Of course there are, and a higher rate of pre-eclampsia and GD is going to lead to some of those inductions….but the majority of those inductions are pre-emptory, not based on actual complications. And proactive prevention via the midwifery model of care goes a long way to reducing these problems and giving a greater chance for a normal pregnancy and normal vaginal birth.

YES - THAT!! *applause*

August 22, 2010 | Unregistered CommenterErinn Streeter

2 of your 3 comments look like SPAM.

I appreciate what you are saying,and really want to share it with women, especially women of size, because I STRONGLY believe you are right. I am sure that this happens on a regular basis. I even argue that people who are heavier are targeted and discriminated against (unnecessarily) all across medicine. I know there are instances where size is relevant to medical treatment, but in medicine, and obstetrics in particular, it seems that no matter the issue "it's because you are obese (and the definition for that is unbelievable wide)." Also the medical culture lacks faith in women but especially in big women.

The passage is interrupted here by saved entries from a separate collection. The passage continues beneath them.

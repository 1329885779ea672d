mod cli;
mod commands;
mod logging;
mod render;

use anyhow::Result;
use clap::Parser;
use cli::{Cli, Commands, Verbosity};
use colored::Colorize;
use pkgflow_core::backend::Operation;
use pkgflow_core::config::QueueConfig;
use pkgflow_core::package::Catalog;

#[tokio::main]
async fn main() -> Result<()> {
    let cli = Cli::parse();
    let verbosity = cli.verbosity();

    // `completion` needs neither config nor catalog
    if let Commands::Completion(args) = cli.command {
        clap_complete::generate(
            args.shell,
            &mut <Cli as clap::CommandFactory>::command(),
            "pkgflow",
            &mut std::io::stdout(),
        );
        return Ok(());
    }

    let config = match QueueConfig::load(cli.config.as_deref()) {
        Ok(config) => config,
        Err(e) => {
            eprintln!("{} Failed to load config: {:#}", "ERROR".red().bold(), e);
            std::process::exit(1);
        }
    };

    let _log_guard = logging::init(config.log_dir.as_deref(), verbosity == Verbosity::Verbose);

    for warning in config.validate() {
        eprintln!("{} {}", "WARNING:".yellow().bold(), warning);
    }

    let catalog = match Catalog::from_path(&cli.catalog) {
        Ok(catalog) => catalog,
        Err(e) => {
            eprintln!("{} Failed to load catalog: {:#}", "ERROR".red().bold(), e);
            std::process::exit(1);
        }
    };

    if verbosity != Verbosity::Quiet {
        for warning in catalog.validate() {
            eprintln!("{} {}", "WARNING:".yellow().bold(), warning);
        }
    }

    if verbosity == Verbosity::Verbose {
        println!(
            "{} {} packages in {}",
            "DEBUG".dimmed(),
            catalog.packages.len(),
            cli.catalog.display()
        );
    }

    let result = match cli.command {
        Commands::Install(args) => {
            commands::queue::run(&config, &catalog, Operation::Install, args, verbosity).await
        }
        Commands::Remove(args) => {
            commands::queue::run(&config, &catalog, Operation::Remove, args, verbosity).await
        }
        Commands::List(args) => commands::list::run(&catalog, args),
        Commands::Completion(_) => unreachable!("completion handled above"),
    };

    match result {
        Ok(()) => Ok(()),
        Err(e) => {
            eprintln!("\n{} {:#}", "FAILED".red().bold(), e);
            std::process::exit(1);
        }
    }
}
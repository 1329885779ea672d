//! Integration tests for the pkgflow CLI binary.
//!
//! These tests exercise the compiled binary end-to-end using `assert_cmd`.
//! Catalogs and configs are written to temp directories with `tempfile`;
//! nothing is installed because every queue test uses `--dry-run`.

use assert_cmd::Command;
use predicates::prelude::*;
use std::fs;
use std::path::Path;
use tempfile::TempDir;

// ---------------------------------------------------------------------------
// Helpers
// ---------------------------------------------------------------------------

const CATALOG: &str = r#"
packages:
  - id: org.gimp.GIMP
    name: GIMP
    type: Flatpak
    flatpak:
      ref: org.gimp.GIMP
  - id: spotify
    name: Spotify
    type: Snap
    snap:
      classic: true
  - id: demo-app
    type: AppImage
    appimage:
      url: https://example.com/downloads/Demo-1.0-x86_64.AppImage
  - id: fedora-tool
    type: Rpm
"#;

/// Write a catalog and a config (with an explicit AppImage directory) into `dir`.
fn create_fixture(dir: &Path) {
    fs::write(dir.join("catalog.yaml"), CATALOG).unwrap();
    let config = format!(
        "snap:\n  use_sudo: false\nappimage:\n  install_dir: {}\n",
        dir.join("apps").display()
    );
    fs::write(dir.join("pkgflow.yaml"), config).unwrap();
}

/// Build a `Command` for the pkgflow binary running inside `dir`.
fn pkgflow_cmd(dir: &Path) -> Command {
    let mut cmd = assert_cmd::cargo_bin_cmd!("pkgflow");
    cmd.current_dir(dir)
        .env_remove("PKGFLOW_CONFIG")
        .env_remove("PKGFLOW_LOG")
        .env_remove("RUST_LOG")
        .env("NO_COLOR", "1");
    cmd
}

fn fixture() -> TempDir {
    let dir = TempDir::new().unwrap();
    create_fixture(dir.path());
    dir
}

// ---------------------------------------------------------------------------
// Basic CLI tests
// ---------------------------------------------------------------------------

#[test]
fn test_help_output() {
    let dir = TempDir::new().unwrap();
    pkgflow_cmd(dir.path())
        .arg("--help")
        .assert()
        .success()
        .stdout(predicate::str::contains("install"))
        .stdout(predicate::str::contains("remove"))
        .stdout(predicate::str::contains("list"));
}

#[test]
fn test_version_flag() {
    let dir = TempDir::new().unwrap();
    pkgflow_cmd(dir.path())
        .arg("--version")
        .assert()
        .success()
        .stdout(predicate::str::contains("pkgflow"));
}

#[test]
fn test_completion_bash() {
    let dir = TempDir::new().unwrap();
    pkgflow_cmd(dir.path())
        .args(["completion", "bash"])
        .assert()
        .success()
        .stdout(predicate::str::contains("pkgflow"));
}

// ---------------------------------------------------------------------------
// list
// ---------------------------------------------------------------------------

#[test]
fn test_list_shows_packages() {
    let dir = fixture();
    pkgflow_cmd(dir.path())
        .arg("list")
        .assert()
        .success()
        .stdout(predicate::str::contains("org.gimp.GIMP"))
        .stdout(predicate::str::contains("Spotify"))
        .stdout(predicate::str::contains("AppImage"))
        .stdout(predicate::str::contains("unsupported"));
}

#[test]
fn test_list_json() {
    let dir = fixture();
    let output = pkgflow_cmd(dir.path())
        .args(["list", "--json"])
        .output()
        .unwrap();
    assert!(output.status.success());

    let json: serde_json::Value = serde_json::from_slice(&output.stdout).unwrap();
    let entries = json.as_array().unwrap();
    assert_eq!(entries.len(), 4);
    assert_eq!(entries[1]["id"], "spotify");
    assert_eq!(entries[1]["backend"], "Snap");
    assert!(entries[3]["backend"].is_null());
}

#[test]
fn test_missing_catalog_fails() {
    let dir = TempDir::new().unwrap();
    pkgflow_cmd(dir.path())
        .arg("list")
        .assert()
        .failure()
        .stderr(predicate::str::contains("Failed to load catalog"));
}

#[test]
fn test_missing_explicit_config_fails() {
    let dir = fixture();
    pkgflow_cmd(dir.path())
        .args(["list", "--config", "does-not-exist.yaml"])
        .assert()
        .failure()
        .stderr(predicate::str::contains("Failed to load config"));
}

#[test]
fn test_catalog_warnings_reported() {
    let dir = fixture();
    pkgflow_cmd(dir.path())
        .arg("list")
        .assert()
        .success()
        .stderr(predicate::str::contains("unsupported type 'Rpm'"));
}

// ---------------------------------------------------------------------------
// install / remove
// ---------------------------------------------------------------------------

#[test]
fn test_install_dry_run_runs_in_order() {
    let dir = fixture();
    let output = pkgflow_cmd(dir.path())
        .args(["install", "org.gimp.GIMP", "spotify", "--dry-run"])
        .output()
        .unwrap();
    assert!(output.status.success());

    let stdout = String::from_utf8_lossy(&output.stdout);
    let flatpak = stdout
        .find("would run: flatpak install -y --noninteractive --system flathub org.gimp.GIMP")
        .expect("flatpak command shown");
    let snap = stdout
        .find("would run: snap install spotify --classic")
        .expect("snap command shown");
    assert!(flatpak < snap);
    assert!(stdout.contains("SUCCESS"));
}

#[test]
fn test_install_dry_run_appimage_with_url() {
    let dir = fixture();
    pkgflow_cmd(dir.path())
        .args(["install", "demo-app", "--dry-run"])
        .assert()
        .success()
        .stdout(predicate::str::contains("would run: sh -c"))
        .stdout(predicate::str::contains("Demo-1.0-x86_64.AppImage"));
}

#[test]
fn test_remove_dry_run() {
    let dir = fixture();
    pkgflow_cmd(dir.path())
        .args(["remove", "org.gimp.GIMP", "spotify", "--dry-run"])
        .assert()
        .success()
        .stdout(predicate::str::contains(
            "would run: flatpak uninstall -y --noninteractive --system org.gimp.GIMP",
        ))
        .stdout(predicate::str::contains("would run: snap remove spotify"));
}

#[test]
fn test_unknown_id_fails_before_queuing() {
    let dir = fixture();
    pkgflow_cmd(dir.path())
        .args(["install", "spotify", "nope", "--dry-run"])
        .assert()
        .failure()
        .stdout(predicate::str::contains("would run").not())
        .stderr(predicate::str::contains("Unknown package id 'nope'"));
}

#[test]
fn test_unsupported_type_is_skipped() {
    let dir = fixture();
    pkgflow_cmd(dir.path())
        .args(["install", "fedora-tool", "spotify", "--dry-run"])
        .assert()
        .success()
        .stdout(predicate::str::contains("would run: snap install spotify"))
        .stdout(predicate::str::contains("1 skipped"))
        .stderr(predicate::str::contains("Skipped 'fedora-tool'"));
}

#[test]
fn test_flatpak_install_without_home() {
    // No config file and no HOME: only AppImage jobs need an install dir.
    let dir = TempDir::new().unwrap();
    fs::write(dir.path().join("catalog.yaml"), CATALOG).unwrap();
    pkgflow_cmd(dir.path())
        .env_remove("HOME")
        .args(["install", "org.gimp.GIMP", "--dry-run"])
        .assert()
        .success()
        .stdout(predicate::str::contains("would run: flatpak install"));
}

#[test]
fn test_empty_catalog_file_lists_nothing() {
    let dir = TempDir::new().unwrap();
    fs::write(dir.path().join("catalog.yaml"), "").unwrap();
    pkgflow_cmd(dir.path())
        .arg("list")
        .assert()
        .success()
        .stdout(predicate::str::contains("No packages found."));
}

#[test]
fn test_quiet_hides_job_output() {
    let dir = fixture();
    pkgflow_cmd(dir.path())
        .args(["-q", "install", "spotify", "--dry-run"])
        .assert()
        .success()
        .stdout(predicate::str::contains("would run").not())
        .stdout(predicate::str::contains("succeeded").not());
}
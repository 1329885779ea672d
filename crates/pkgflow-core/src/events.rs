use std::sync::{Arc, Mutex};

use tokio::sync::mpsc::{self, UnboundedReceiver, UnboundedSender};

use crate::job::JobSummary;
use crate::package::Package;

/// Channel carrying [`QueueEvent`]s.
pub const QUEUE_CHANNEL: &str = "queue";

/// Terminal outcome of a job, published on the package's completion channel.
#[derive(Debug, Clone)]
pub struct Completion {
    pub package: Arc<Package>,
    pub success: bool,
    pub exit_code: i32,
}

/// Scheduler-level notifications, published on [`QUEUE_CHANNEL`].
#[derive(Debug, Clone)]
pub enum QueueEvent {
    /// A request was accepted into the pending queue.
    Accepted { job: JobSummary },
    /// A job became the running head of the queue.
    Started { job: JobSummary },
    /// The last pending job finished and the scheduler went idle.
    Idle,
}

/// Payloads carried by the event bus.
///
/// These decouple the queue from whoever presents its progress: the CLI
/// renderer, a desktop notifier, or a test collecting events.
#[derive(Debug, Clone)]
pub enum Payload {
    /// A job finished (successfully or not).
    Completed(Completion),
    /// A line of output from a running job.
    Progress(String),
    /// A scheduler transition.
    Queue(QueueEvent),
}

/// A payload together with the channel it was published on.
#[derive(Debug, Clone)]
pub struct Notification {
    pub channel: String,
    pub payload: Payload,
}

/// Fire-and-forget publisher used by the queue.
///
/// Implementations must not block and must tolerate publishing with no
/// listeners at all.
pub trait Notifier: Send + Sync {
    fn publish(&self, channel: &str, payload: Payload);
}

struct Subscriber {
    /// `None` receives every channel
    channel: Option<String>,
    tx: UnboundedSender<Notification>,
}

/// In-process publish/subscribe bus backed by unbounded tokio channels.
///
/// Each subscriber gets its own receiver; delivery order per subscriber is
/// publish order. Subscribers whose receiver has been dropped are pruned on
/// the next publish.
#[derive(Default)]
pub struct EventBus {
    subscribers: Mutex<Vec<Subscriber>>,
}

impl EventBus {
    pub fn new() -> Self {
        Self::default()
    }

    /// Receive payloads published on a single channel.
    pub fn subscribe(&self, channel: &str) -> UnboundedReceiver<Notification> {
        self.add_subscriber(Some(channel.to_string()))
    }

    /// Receive payloads published on every channel.
    pub fn subscribe_all(&self) -> UnboundedReceiver<Notification> {
        self.add_subscriber(None)
    }

    /// Number of live subscribers (as of the last publish).
    pub fn subscriber_count(&self) -> usize {
        self.lock().len()
    }

    fn add_subscriber(&self, channel: Option<String>) -> UnboundedReceiver<Notification> {
        let (tx, rx) = mpsc::unbounded_channel();
        self.lock().push(Subscriber { channel, tx });
        rx
    }

    fn lock(&self) -> std::sync::MutexGuard<'_, Vec<Subscriber>> {
        // A panicking subscriber cannot leave the list half-updated, so a
        // poisoned lock is still safe to use.
        self.subscribers
            .lock()
            .unwrap_or_else(|poisoned| poisoned.into_inner())
    }
}

impl Notifier for EventBus {
    fn publish(&self, channel: &str, payload: Payload) {
        let mut subscribers = self.lock();
        subscribers.retain(|sub| {
            if sub
                .channel
                .as_deref()
                .is_some_and(|wanted| wanted != channel)
            {
                return !sub.tx.is_closed();
            }
            sub.tx
                .send(Notification {
                    channel: channel.to_string(),
                    payload: payload.clone(),
                })
                .is_ok()
        });
    }
}
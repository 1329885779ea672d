//! Core library for pkgflow.
//!
//! Install and removal requests for Flatpak, Snap and AppImage packages are
//! serialized by [`queue::QueueManager`] into jobs that run one at a time.
//! Progress and completion are published through an [`events::Notifier`].

pub mod backend;
pub mod config;
pub mod error;
pub mod events;
pub mod job;
pub mod package;
pub mod process;
pub mod queue;
pub mod release;
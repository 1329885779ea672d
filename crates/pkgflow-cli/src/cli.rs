use std::path::PathBuf;

use clap::{Args, Parser, Subcommand};
use clap_complete::Shell;

use crate::commands::{list::ListArgs, queue::QueueArgs};

/// pkgflow: queue Flatpak, Snap and AppImage installs and removals
///
/// Requests run one at a time, in the order given.
#[derive(Parser, Debug)]
#[command(name = "pkgflow", version, about, long_about = None)]
pub struct Cli {
    /// Increase output verbosity (show debug logs)
    #[arg(short, long, global = true)]
    pub verbose: bool,

    /// Suppress non-essential output
    #[arg(short, long, global = true, conflicts_with = "verbose")]
    pub quiet: bool,

    /// Path to the config file (overrides PKGFLOW_CONFIG and ./pkgflow.yaml)
    #[arg(long, global = true)]
    pub config: Option<PathBuf>,

    /// Path to the package catalog
    #[arg(long, global = true, default_value = "catalog.yaml")]
    pub catalog: PathBuf,

    #[command(subcommand)]
    pub command: Commands,
}

/// Verbosity level resolved from --verbose / --quiet flags
#[derive(Debug, Clone, Copy, PartialEq, Eq)]
pub enum Verbosity {
    /// --quiet: only errors and essential output
    Quiet,
    /// default: normal output
    Normal,
    /// --verbose: extra debug info
    Verbose,
}

impl Cli {
    /// Resolve the verbosity level from CLI flags
    pub fn verbosity(&self) -> Verbosity {
        match (self.quiet, self.verbose) {
            (true, _) => Verbosity::Quiet,
            (_, true) => Verbosity::Verbose,
            _ => Verbosity::Normal,
        }
    }
}

#[derive(Subcommand, Debug)]
pub enum Commands {
    /// Install packages from the catalog, one after another
    Install(QueueArgs),

    /// Remove packages, one after another
    #[command(alias = "uninstall")]
    Remove(QueueArgs),

    /// List packages in the catalog
    List(ListArgs),

    /// Generate shell completion scripts
    Completion(CompletionArgs),
}

/// Arguments for the `completion` command
#[derive(Args, Debug)]
pub struct CompletionArgs {
    /// Shell to generate completions for
    pub shell: Shell,
}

Bigger women are viewed as gluttonous and lazy and/or uncaring and selfish (at least that's how they treat you). It's sad, and unfair. Someone I love was even blatantly told- "your baby will die if you go post dates BECAUSE your fat," with no other reason at all.

I have one little problem, which I hope I can express gently. It might come across a little smoother and more sympathetic if you replaced all of the "fat women" or women who are fat" with your other term "women of size." The word "fat" as an adjective might come across to some as derogatory.

August 22, 2010 | Unregistered CommenterWhittney

Being a fat mom myself and having to fight for a VBAC was a nightmare. They really do treat you as though you are some ticking time bomb, even when all tests are negative, all vitals are fine ... they STILL keep telling you over and over that you SHOULD induce, you COULD have a big baby (even when your u/s are clearly showing that is not the case and I don't think babies just suddenly explode like popcorn kernels). It was absolutely ridiculous and I ultimately fired my perinatologist at 36 weeks because, even that late in my pregnancy, she was still trying to convince me that I was going to develop preeclampsia again (that is why I had a c-section with my first child), that I could still have GD (in spite of me going through not one, but 3 GD screens at her demand!) and that it would just be sooo much easier if I let her schedule me for an elective c-section. When I questioned how or why that was safer for myself or the baby, taking into consideration that the risk of infection, of cellulitis, of severe scarring, of fetal injury is more likely in an obese mom ... why would I want to do that? I had a completely routine, uneventful pregnancy aside from really awful nausea (which made my doctor *compliment* me on not gaining any weight, because vomiting so much that you lose weight while preggo is so healthy right?) and yet spent the entire time under the threat of a c-section for absolutely no reason other than my size. It, to put it mildly, pissed me off. Badly enough to ditch my doctor.

August 22, 2010 | Unregistered CommenterMariah

WRM continues to pull me back from the medical hysteria about fat birthing.

(And the word "fat" isn't a negative adjective to many fat women, myself included. It's an apt description. Using the "softer" terms cloaks the word "fat" into a shameful, embarrassing place. I don't live there.)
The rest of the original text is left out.